PROBLEM DETAILS: The answer must consist of every line from the entries that holds the word "NoKinds".

AVAILABLE RECORDS:
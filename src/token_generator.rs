/*!
This module handles random generation of [`Token`]s from a typed registry of
kinds.
*/

use rand::{
    self,
    distr::{weighted::WeightedIndex, Distribution},
    Rng,
};

use crate::{GeneratorError, Token, Variant};

/// Handles the information of which token kinds to generate on a board.
///
/// The registry is a finite mapping from kind name to a generation entry,
/// validated once at board construction so an unknown or malformed kind
/// fails fast rather than at first use. To actually generate [`Token`]s,
/// the [`TokenGenerator::with_rng`] method needs to be used to yield a
/// [`WithRng`] that implements [`Iterator`].
#[derive(Eq, PartialEq, Clone, Hash, Debug)]
#[cfg_attr(feature = "serde", derive(serde::Serialize, serde::Deserialize))]
pub enum TokenGenerator {
    /// Uniformly random kind generator.
    Uniform {
        /// The kind names to sample from, equally likely.
        kinds: Vec<String>,
    },
    /// Weighted kind generator.
    ///
    /// Each entry carries a sampling weight and the value newly generated
    /// tokens of that kind start with.
    Weighted {
        /// The registered generation entries.
        entries: Vec<KindEntry>,
    },
}

/// One registered token kind with its sampling weight and token value.
#[derive(Eq, PartialEq, Clone, Hash, Debug)]
#[cfg_attr(feature = "serde", derive(serde::Serialize, serde::Deserialize))]
pub struct KindEntry {
    /// The kind name; the match discriminant of generated tokens.
    pub kind: String,
    /// Relative sampling weight.
    pub weight: u32,
    /// Numeric weight generated tokens of this kind start with.
    pub value: u32,
}

impl TokenGenerator {
    /// Initialize an instance of the [`TokenGenerator::Uniform`] variant.
    pub fn uniform<S: Into<String>>(kinds: impl IntoIterator<Item = S>) -> Self {
        Self::Uniform {
            kinds: kinds.into_iter().map(Into::into).collect(),
        }
    }

    /// Initialize an instance of the [`TokenGenerator::Weighted`] variant.
    pub fn weighted(entries: impl IntoIterator<Item = KindEntry>) -> Self {
        Self::Weighted {
            entries: entries.into_iter().collect(),
        }
    }

    /// The registered kind names, in registry order.
    pub fn kinds(&self) -> Vec<&str> {
        match self {
            TokenGenerator::Uniform { kinds } => kinds.iter().map(String::as_str).collect(),
            TokenGenerator::Weighted { entries } => {
                entries.iter().map(|entry| entry.kind.as_str()).collect()
            }
        }
    }

    /// Checks the registry invariants: at least one kind, no empty or
    /// duplicate names, no zero weights.
    ///
    /// [`crate::BoardBuilder::build`] runs this before any token is
    /// generated; generation itself relies on these invariants.
    pub fn validate(&self) -> Result<(), GeneratorError> {
        let kinds = self.kinds();
        if kinds.is_empty() {
            return Err(GeneratorError::NoKinds);
        }
        for (i, kind) in kinds.iter().enumerate() {
            if kind.is_empty() {
                return Err(GeneratorError::EmptyKind);
            }
            if kinds[..i].contains(kind) {
                return Err(GeneratorError::DuplicateKind(kind.to_string()));
            }
        }
        if let TokenGenerator::Weighted { entries } = self {
            if let Some(entry) = entries.iter().find(|entry| entry.weight == 0) {
                return Err(GeneratorError::ZeroWeight(entry.kind.clone()));
            }
        }
        Ok(())
    }

    /// Method that allows `TokenGenerator` to be used as [`Iterator`],
    /// generating tokens with the given variant hint.
    pub fn with_rng<'a, 'b, R: Rng>(&'a self, rng: &'b mut R, hint: Variant) -> WithRng<'a, 'b, R> {
        WithRng {
            token_generator: self,
            rng,
            hint,
        }
    }
}

impl Default for TokenGenerator {
    /// The standard four-kind uniform registry.
    fn default() -> Self {
        Self::uniform(["a", "b", "c", "d"])
    }
}

/// Struct produced from [`TokenGenerator::with_rng`] which implements
/// [`Iterator`].
pub struct WithRng<'a, 'b, R: Rng> {
    /// Selected token generator to use as information source.
    pub token_generator: &'a TokenGenerator,
    /// Random number generator for raw source of randomness.
    pub rng: &'b mut R,
    /// The variant hint stamped onto generated tokens.
    pub hint: Variant,
}

impl<R: Rng> Iterator for WithRng<'_, '_, R> {
    type Item = Token;

    fn next(&mut self) -> Option<Self::Item> {
        let (kind, value) = match self.token_generator {
            TokenGenerator::Uniform { kinds } => {
                if kinds.is_empty() {
                    return None;
                }
                (kinds[self.rng.random_range(0..kinds.len())].clone(), 1)
            }
            TokenGenerator::Weighted { entries } => {
                let weights = entries.iter().map(|entry| entry.weight);
                // SAFETY: Registry invariant, c.f. `TokenGenerator::validate`.
                let idx = WeightedIndex::new(weights).unwrap().sample(&mut self.rng);
                (entries[idx].kind.clone(), entries[idx].value)
            }
        };
        // SAFETY: Registry invariant, kind names are non-empty.
        let mut token = Token::new(kind).unwrap();
        token.variant = self.hint;
        token.value = value;
        Some(token)
    }
}

#[cfg(test)]
mod tests {
    use super::*;
    use rand::SeedableRng;

    fn rng() -> crate::BoardRng {
        crate::BoardRng::seed_from_u64(7)
    }

    #[test]
    fn uniform_generation_covers_registered_kinds() {
        let generator = TokenGenerator::uniform(["x", "y"]);
        let mut rng = rng();
        for token in generator.with_rng(&mut rng, Variant::Mundane).take(32) {
            assert!(["x", "y"].contains(&token.kind()));
            assert_eq!(token.variant(), Variant::Mundane);
            assert_eq!(token.value(), 1);
        }
    }

    #[test]
    fn weighted_generation_respects_entry_values() {
        let generator = TokenGenerator::weighted([KindEntry {
            kind: "gem".to_string(),
            weight: 3,
            value: 5,
        }]);
        let mut rng = rng();
        let token = generator.with_rng(&mut rng, Variant::Mundane).next().unwrap();
        assert_eq!(token.kind(), "gem");
        assert_eq!(token.value(), 5);
    }

    #[test]
    fn variant_hints_are_stamped_onto_tokens() {
        let generator = TokenGenerator::default();
        let mut rng = rng();
        let token = generator
            .with_rng(&mut rng, Variant::BombClear)
            .next()
            .unwrap();
        assert_eq!(token.variant(), Variant::BombClear);
    }

    #[test]
    fn validation_catches_malformed_registries() {
        assert_eq!(
            TokenGenerator::uniform(Vec::<String>::new()).validate(),
            Err(GeneratorError::NoKinds)
        );
        assert_eq!(
            TokenGenerator::uniform(["a", ""]).validate(),
            Err(GeneratorError::EmptyKind)
        );
        assert_eq!(
            TokenGenerator::uniform(["a", "a"]).validate(),
            Err(GeneratorError::DuplicateKind("a".to_string()))
        );
        let zero = TokenGenerator::weighted([KindEntry {
            kind: "a".to_string(),
            weight: 0,
            value: 1,
        }]);
        assert_eq!(zero.validate(), Err(GeneratorError::ZeroWeight("a".to_string())));
        assert_eq!(TokenGenerator::default().validate(), Ok(()));
    }
}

SOLUTION:
            return Err(GeneratorError::NoKinds);
            Err(GeneratorError::NoKinds)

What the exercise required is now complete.